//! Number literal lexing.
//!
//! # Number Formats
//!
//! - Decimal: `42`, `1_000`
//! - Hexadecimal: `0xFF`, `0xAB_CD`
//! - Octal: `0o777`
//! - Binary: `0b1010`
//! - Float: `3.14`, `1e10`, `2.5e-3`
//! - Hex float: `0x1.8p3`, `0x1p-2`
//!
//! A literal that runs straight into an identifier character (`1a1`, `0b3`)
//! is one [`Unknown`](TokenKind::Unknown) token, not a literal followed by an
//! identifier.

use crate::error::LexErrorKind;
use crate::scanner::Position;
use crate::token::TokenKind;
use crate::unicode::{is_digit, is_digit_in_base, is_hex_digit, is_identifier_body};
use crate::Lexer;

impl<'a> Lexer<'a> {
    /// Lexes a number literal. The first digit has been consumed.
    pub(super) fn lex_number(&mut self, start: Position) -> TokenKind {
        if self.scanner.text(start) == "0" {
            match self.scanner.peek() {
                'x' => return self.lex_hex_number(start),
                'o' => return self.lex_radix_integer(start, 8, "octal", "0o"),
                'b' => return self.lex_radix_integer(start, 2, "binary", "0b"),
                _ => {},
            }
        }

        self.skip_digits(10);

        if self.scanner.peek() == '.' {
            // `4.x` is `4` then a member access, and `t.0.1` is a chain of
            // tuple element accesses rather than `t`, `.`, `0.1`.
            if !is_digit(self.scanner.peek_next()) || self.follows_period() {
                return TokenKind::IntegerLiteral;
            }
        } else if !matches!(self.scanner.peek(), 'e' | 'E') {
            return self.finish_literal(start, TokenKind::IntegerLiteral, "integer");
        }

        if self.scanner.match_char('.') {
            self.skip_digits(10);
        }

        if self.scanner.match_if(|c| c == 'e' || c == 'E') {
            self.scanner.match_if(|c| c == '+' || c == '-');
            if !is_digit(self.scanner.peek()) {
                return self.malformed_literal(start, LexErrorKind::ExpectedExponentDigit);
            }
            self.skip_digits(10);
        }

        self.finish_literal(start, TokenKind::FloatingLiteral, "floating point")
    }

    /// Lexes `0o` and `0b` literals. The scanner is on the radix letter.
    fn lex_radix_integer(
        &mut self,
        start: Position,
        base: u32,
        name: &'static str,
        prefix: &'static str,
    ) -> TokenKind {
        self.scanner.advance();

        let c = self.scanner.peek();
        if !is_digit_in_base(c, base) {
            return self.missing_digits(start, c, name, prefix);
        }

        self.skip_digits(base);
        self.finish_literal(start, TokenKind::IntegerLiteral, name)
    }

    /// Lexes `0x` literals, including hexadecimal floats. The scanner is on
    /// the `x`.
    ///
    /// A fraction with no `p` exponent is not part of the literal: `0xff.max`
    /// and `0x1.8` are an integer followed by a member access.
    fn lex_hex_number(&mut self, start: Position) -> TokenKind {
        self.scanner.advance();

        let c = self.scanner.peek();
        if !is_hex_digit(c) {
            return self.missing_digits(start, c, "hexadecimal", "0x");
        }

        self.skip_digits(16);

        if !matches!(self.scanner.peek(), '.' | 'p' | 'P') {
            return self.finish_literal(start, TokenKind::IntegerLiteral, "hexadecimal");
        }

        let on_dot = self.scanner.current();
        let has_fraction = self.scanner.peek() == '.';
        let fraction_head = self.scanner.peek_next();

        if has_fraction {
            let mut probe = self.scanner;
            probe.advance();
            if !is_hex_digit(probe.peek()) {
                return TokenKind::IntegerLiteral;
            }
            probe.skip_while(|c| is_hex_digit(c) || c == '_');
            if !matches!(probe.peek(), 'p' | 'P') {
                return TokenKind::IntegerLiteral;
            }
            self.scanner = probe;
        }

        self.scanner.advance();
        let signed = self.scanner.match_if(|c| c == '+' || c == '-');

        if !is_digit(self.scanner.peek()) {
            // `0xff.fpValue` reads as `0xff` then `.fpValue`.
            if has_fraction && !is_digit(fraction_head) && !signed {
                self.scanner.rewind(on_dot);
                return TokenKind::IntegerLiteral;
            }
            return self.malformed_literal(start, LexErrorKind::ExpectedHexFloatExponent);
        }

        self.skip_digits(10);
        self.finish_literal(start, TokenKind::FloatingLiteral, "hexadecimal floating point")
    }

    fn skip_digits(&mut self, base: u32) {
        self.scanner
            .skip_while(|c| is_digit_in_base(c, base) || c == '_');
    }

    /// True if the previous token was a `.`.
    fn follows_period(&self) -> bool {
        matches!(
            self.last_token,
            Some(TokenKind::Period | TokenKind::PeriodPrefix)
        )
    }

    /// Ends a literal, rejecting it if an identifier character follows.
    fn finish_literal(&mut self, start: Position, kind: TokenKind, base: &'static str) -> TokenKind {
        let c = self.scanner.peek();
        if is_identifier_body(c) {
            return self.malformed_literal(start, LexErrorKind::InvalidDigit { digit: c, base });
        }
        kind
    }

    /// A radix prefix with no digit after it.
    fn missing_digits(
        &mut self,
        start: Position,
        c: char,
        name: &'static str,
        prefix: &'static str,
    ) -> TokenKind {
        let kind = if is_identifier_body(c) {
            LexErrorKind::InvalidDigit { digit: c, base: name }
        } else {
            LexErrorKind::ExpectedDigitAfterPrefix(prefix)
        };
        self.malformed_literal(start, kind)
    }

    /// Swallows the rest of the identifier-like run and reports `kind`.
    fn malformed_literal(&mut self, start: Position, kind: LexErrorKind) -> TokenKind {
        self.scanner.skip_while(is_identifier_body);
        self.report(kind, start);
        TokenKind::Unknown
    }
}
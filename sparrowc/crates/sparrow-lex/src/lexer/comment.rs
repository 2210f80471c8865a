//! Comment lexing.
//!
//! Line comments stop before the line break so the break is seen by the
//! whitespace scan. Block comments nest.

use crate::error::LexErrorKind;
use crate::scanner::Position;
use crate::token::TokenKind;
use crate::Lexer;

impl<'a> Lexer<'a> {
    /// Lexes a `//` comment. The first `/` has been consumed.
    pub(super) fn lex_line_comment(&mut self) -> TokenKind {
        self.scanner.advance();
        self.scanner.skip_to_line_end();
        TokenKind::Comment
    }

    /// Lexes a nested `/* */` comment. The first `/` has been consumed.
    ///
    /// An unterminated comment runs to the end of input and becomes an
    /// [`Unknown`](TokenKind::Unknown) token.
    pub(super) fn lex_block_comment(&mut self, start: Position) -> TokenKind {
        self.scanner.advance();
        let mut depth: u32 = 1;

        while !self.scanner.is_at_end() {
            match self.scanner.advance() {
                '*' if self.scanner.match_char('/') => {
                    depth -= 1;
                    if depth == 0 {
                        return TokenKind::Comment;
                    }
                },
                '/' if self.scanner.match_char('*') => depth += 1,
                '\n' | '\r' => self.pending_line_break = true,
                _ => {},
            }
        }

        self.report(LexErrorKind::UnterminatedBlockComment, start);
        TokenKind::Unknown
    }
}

....

* WHAT YOU NEED TO DO *
Exactly reproduce every line of the data above.

* SOLUTION TO THIS PROBLEM *
//! Number literal lexing.
//!
//! # Number Formats
//!
//! - Decimal: `42`, `1_000`
//! - Hexadecimal: `0xFF`, `0xAB_CD`
//! - Octal: `0o777`
//! - Binary: `0b1010`
//! - Float: `3.14`, `1e10`, `2.5e-3`
//! - Hex float: `0x1.8p3`, `0x1p-2`
//!
//! A literal that runs straight into an identifier character (`1a1`, `0b3`)
//! is one [`Unknown`](TokenKind::Unknown) token, not a literal followed by an
//! identifier.

use crate::error::LexErrorKind;
use crate::scanner::Position;
use crate::token::TokenKind;
use crate::unicode::{is_digit, is_digit_in_base, is_hex_digit, is_identifier_body};
use crate::Lexer;

impl<'a> Lexer<'a> {
    /// Lexes a number literal. The first digit has been consumed.
    pub(super) fn lex_number(&mut self, start: Position) -> TokenKind {
        if self.scanner.text(start) == "0" {
            match self.scanner.peek() {
                'x' => return self.lex_hex_number(start),
                'o' => return self.lex_radix_integer(start, 8, "octal", "0o"),
                'b' => return self.lex_radix_integer(start, 2, "binary", "0b"),
                _ => {},
            }
        }

        self.skip_digits(10);

        if self.scanner.peek() == '.' {
            // `4.x` is `4` then a member access, and `t.0.1` is a chain of
            // tuple element accesses rather than `t`, `.`, `0.1`.
            if !is_digit(self.scanner.peek_next()) || self.follows_period() {
                return TokenKind::IntegerLiteral;
            }
        } else if !matches!(self.scanner.peek(), 'e' | 'E') {
            return self.finish_literal(start, TokenKind::IntegerLiteral, "integer");
        }

        if self.scanner.match_char('.') {
            self.skip_digits(10);
        }

        if self.scanner.match_if(|c| c == 'e' || c == 'E') {
            self.scanner.match_if(|c| c == '+' || c == '-');
            if !is_digit(self.scanner.peek()) {
                return self.malformed_literal(start, LexErrorKind::ExpectedExponentDigit);
            }
            self.skip_digits(10);
        }

        self.finish_literal(start, TokenKind::FloatingLiteral, "floating point")
    }

    /// Lexes `0o` and `0b` literals. The scanner is on the radix letter.
    fn lex_radix_integer(
        &mut self,
        start: Position,
        base: u32,
        name: &'static str,
        prefix: &'static str,
    ) -> TokenKind {
        self.scanner.advance();

        let c = self.scanner.peek();
        if !is_digit_in_base(c, base) {
            return self.missing_digits(start, c, name, prefix);
        }

        self.skip_digits(base);
        self.finish_literal(start, TokenKind::IntegerLiteral, name)
    }

    /// Lexes `0x` literals, including hexadecimal floats. The scanner is on
    /// the `x`.
    ///
    /// A fraction with no `p` exponent is not part of the literal: `0xff.max`
    /// and `0x1.8` are an integer followed by a member access.
    fn lex_hex_number(&mut self, start: Position) -> TokenKind {
        self.scanner.advance();

        let c = self.scanner.peek();
        if !is_hex_digit(c) {
            return self.missing_digits(start, c, "hexadecimal", "0x");
        }

        self.skip_digits(16);

        if !matches!(self.scanner.peek(), '.' | 'p' | 'P') {
            return self.finish_literal(start, TokenKind::IntegerLiteral, "hexadecimal");
        }

        let on_dot = self.scanner.current();
        let has_fraction = self.scanner.peek() == '.';
        let fraction_head = self.scanner.peek_next();

        if has_fraction {
            let mut probe = self.scanner;
            probe.advance();
            if !is_hex_digit(probe.peek()) {
                return TokenKind::IntegerLiteral;
            }
            probe.skip_while(|c| is_hex_digit(c) || c == '_');
            if !matches!(probe.peek(), 'p' | 'P') {
                return TokenKind::IntegerLiteral;
            }
            self.scanner = probe;
        }

        self.scanner.advance();
        let signed = self.scanner.match_if(|c| c == '+' || c == '-');

        if !is_digit(self.scanner.peek()) {
            // `0xff.fpValue` reads as `0xff` then `.fpValue`.
            if has_fraction && !is_digit(fraction_head) && !signed {
                self.scanner.rewind(on_dot);
                return TokenKind::IntegerLiteral;
            }
            return self.malformed_literal(start, LexErrorKind::ExpectedHexFloatExponent);
        }

        self.skip_digits(10);
        self.finish_literal(start, TokenKind::FloatingLiteral, "hexadecimal floating point")
    }

    fn skip_digits(&mut self, base: u32) {
        self.scanner
            .skip_while(|c| is_digit_in_base(c, base) || c == '_');
    }

    /// True if the previous token was a `.`.
    fn follows_period(&self) -> bool {
        matches!(
            self.last_token,
            Some(TokenKind::Period | TokenKind::PeriodPrefix)
        )
    }

    /// Ends a literal, rejecting it if an identifier character follows.
    fn finish_literal(&mut self, start: Position, kind: TokenKind, base: &'static str) -> TokenKind {
        let c = self.scanner.peek();
        if is_identifier_body(c) {
            return self.malformed_literal(start, LexErrorKind::InvalidDigit { digit: c, base });
        }
        kind
    }

    /// A radix prefix with no digit after it.
    fn missing_digits(
        &mut self,
        start: Position,
        c: char,
        name: &'static str,
        prefix: &'static str,
    ) -> TokenKind {
        let kind = if is_identifier_body(c) {
            LexErrorKind::InvalidDigit { digit: c, base: name }
        } else {
            LexErrorKind::ExpectedDigitAfterPrefix(prefix)
        };
        self.malformed_literal(start, kind)
    }

    /// Swallows the rest of the identifier-like run and reports `kind`.
    fn malformed_literal(&mut self, start: Position, kind: LexErrorKind) -> TokenKind {
        self.scanner.skip_while(is_identifier_body);
        self.report(kind, start);
        TokenKind::Unknown
    }
}
filename sparrowc/crates/sparrow-lex/src/lexer/comment.rs
repository 2210f80471c8865a
//! Comment lexing.
//!
//! Line comments stop before the line break so the break is seen by the
//! whitespace scan. Block comments nest.

use crate::error::LexErrorKind;
use crate::scanner::Position;
use crate::token::TokenKind;
use crate::Lexer;

impl<'a> Lexer<'a> {
    /// Lexes a `//` comment. The first `/` has been consumed.
    pub(super) fn lex_line_comment(&mut self) -> TokenKind {
        self.scanner.advance();
        self.scanner.skip_to_line_end();
        TokenKind::Comment
    }

    /// Lexes a nested `/* */` comment. The first `/` has been consumed.
    ///
    /// An unterminated comment runs to the end of input and becomes an
    /// [`Unknown`](TokenKind::Unknown) token.
    pub(super) fn lex_block_comment(&mut self, start: Position) -> TokenKind {
        self.scanner.advance();
        let mut depth: u32 = 1;

        while !self.scanner.is_at_end() {
            match self.scanner.advance() {
                '*' if self.scanner.match_char('/') => {
                    depth -= 1;
                    if depth == 0 {
                        return TokenKind::Comment;
                    }
                },
                '/' if self.scanner.match_char('*') => depth += 1,
                '\n' | '\r' => self.pending_line_break = true,
                _ => {},
            }
        }

        self.report(LexErrorKind::UnterminatedBlockComment, start);
        TokenKind::Unknown
    }
}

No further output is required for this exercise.